Right up till the 18th century, verdicts in rural Germany were frequently returned sub tilia (under the linden).
So the central linden tree could be both a Tanzlinde “dance linden”, and a Gerichtslinde “court linden”.
The flowers, leaves, wood, and charcoal are all used for medicinal purposes. The flowers include flavonoids (which act as antioxidants)and volatile oils.
Linden flowers are used in herbalism for colds, cough, fever, infections, inflammation, high blood pressure, headache (particularly migraine), and as a diuretic, antispasmodic (reduces smooth muscle spasm along the digestive tract), and sedative. Now it seems the flowers might also protect the liver.
The wood is used for liver and gallbladder disorders and cellulitis (inflammation of the skin and surrounding soft tissue). That wood burned to charcoal is ingested to treat intestinal disorders and used topically to treat edema or infection such as cellulitis or ulcers of the lower leg.
Branches used to be cut and brought inside if there was an ill person or animal – but only then. Nobody was supposed to break or cut the tree unless they really needed its help.
- Delight the bees
The linden blossom is a favourite for honey-bees, and the pale richly flavoured honey is a favourite with people.

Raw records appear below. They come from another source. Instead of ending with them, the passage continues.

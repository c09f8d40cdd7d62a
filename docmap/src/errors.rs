use mongodb::bson;
use thiserror::Error;

pub type Result<T, E = Error> = std::result::Result<T, E>;

/// Broad classification of an [`Error`], for callers that only care about the kind of
/// failure and not its details.
#[derive(Clone, Copy, Debug, PartialEq, Eq, Hash)]
pub enum ErrorKind {
    /// A referenced document or collection does not exist.
    NotFound,
    /// The store or the network failed.
    Transport,
    /// An entity type or the configuration is unusable.
    Configuration,
    /// The request asked for something the store or query layer can't do.
    Unsupported,
    /// A document with the same identifier already exists in the partition.
    Conflict,
    /// A request was not scoped to the right partition.
    Partition,
    /// A value could not be converted to or from a document.
    Mapping,
}

#[derive(Debug, Error)]
pub enum Error {
    #[error("entity type `{entity_type}` has no `id` field")]
    MissingIdentifier { entity_type: &'static str },

    #[error("identifier of `{entity_type}` can't be used as a document id: {reason}")]
    InvalidIdentifier {
        entity_type: &'static str,
        reason: String,
    },

    #[error("configuration setting `{0}` is missing")]
    MissingSetting(&'static str),

    #[error("configuration setting `{name}` is invalid: {reason}")]
    InvalidSetting { name: &'static str, reason: String },

    #[error("entity `{entity_type}` nests deeper than {max_depth} levels")]
    NestingTooDeep {
        entity_type: &'static str,
        max_depth: usize,
    },

    #[error("request against partitioned collection `{collection}` carries no partition key")]
    PartitionKeyMissing { collection: String },

    #[error(
        "partition key {provided:?} does not match {expected:?} in collection `{collection}`"
    )]
    PartitionKeyMismatch {
        collection: String,
        expected: Option<String>,
        provided: Option<String>,
    },

    #[error("document `{0}` already exists")]
    Conflict(String),

    #[error("document `{0}` not found")]
    DocumentNotFound(String),

    #[error("collection `{0}` not found")]
    CollectionNotFound(String),

    #[error("{0} is not supported")]
    Unsupported(&'static str),

    #[error(transparent)]
    Transport(#[from] mongodb::error::Error),

    #[error(transparent)]
    Serialization(#[from] bson::ser::Error),

    #[error(transparent)]
    Deserialization(#[from] bson::de::Error),
}

impl Error {
    pub fn kind(&self) -> ErrorKind {
        match self {
            Self::DocumentNotFound(_) | Self::CollectionNotFound(_) => ErrorKind::NotFound,
            Self::Transport(_) => ErrorKind::Transport,
            Self::MissingIdentifier { .. }
            | Self::MissingSetting(_)
            | Self::InvalidSetting { .. } => ErrorKind::Configuration,
            Self::Unsupported(_) => ErrorKind::Unsupported,
            Self::Conflict(_) => ErrorKind::Conflict,
            Self::PartitionKeyMissing { .. } | Self::PartitionKeyMismatch { .. } => {
                ErrorKind::Partition
            }
            Self::InvalidIdentifier { .. }
            | Self::NestingTooDeep { .. }
            | Self::Serialization(_)
            | Self::Deserialization(_) => ErrorKind::Mapping,
        }
    }
}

Many folk believe the linden to be a holy tree. Slavic people used to plant linden close to churches, houses, and important meeting places. They believed that lightening would not hit the holy tree, so people hid underneath it during thunderstorms.
- Be useful round the house
Linden wood makes great window blinds and shutters, and the inner bark provides fibre which was used by, among others, the Ainu people of Japan to weave their traditional clothing.
- Lend my name
Everywhere, pubs, streets, and towns are named for the Linden. But it’s also the name for the month of June in Croatia, and July in Poland, and in Croatian currency, the cent-equivalent is called a lipa (Croat for linden). Even more – the tree is a national emblem for Slovakia, Slovenia, the Czech Republic and Serbia.
- Make perfume
And wouldn’t you know it… my summer-daily perfume, Lacoste Femme, has linden blossom at its heart.
- Look after lovers
In German folklore, the linden tree is the “tree of lovers.” Perhaps it’s the heart-shaped leaves…
Walther von der Vogelweide (c. 1170–c. 1230) starts a poem….
|Under der linden
an der heide,
dâ unser zweier bette was,
dâ mugt ir vinden
gebrochen bluomen unde gras.
|Under the linden
on the heath,
where we two had our bed,
you still can see
broken flowers and grass.
(I’ve left the medieval german in for those of us who love to see how language moves.)
Now for a chat with Zeus about what it would take to persuade him to turn me into a Linden. Or then again – perhaps not – knowing Zeus’s preferred proclivities!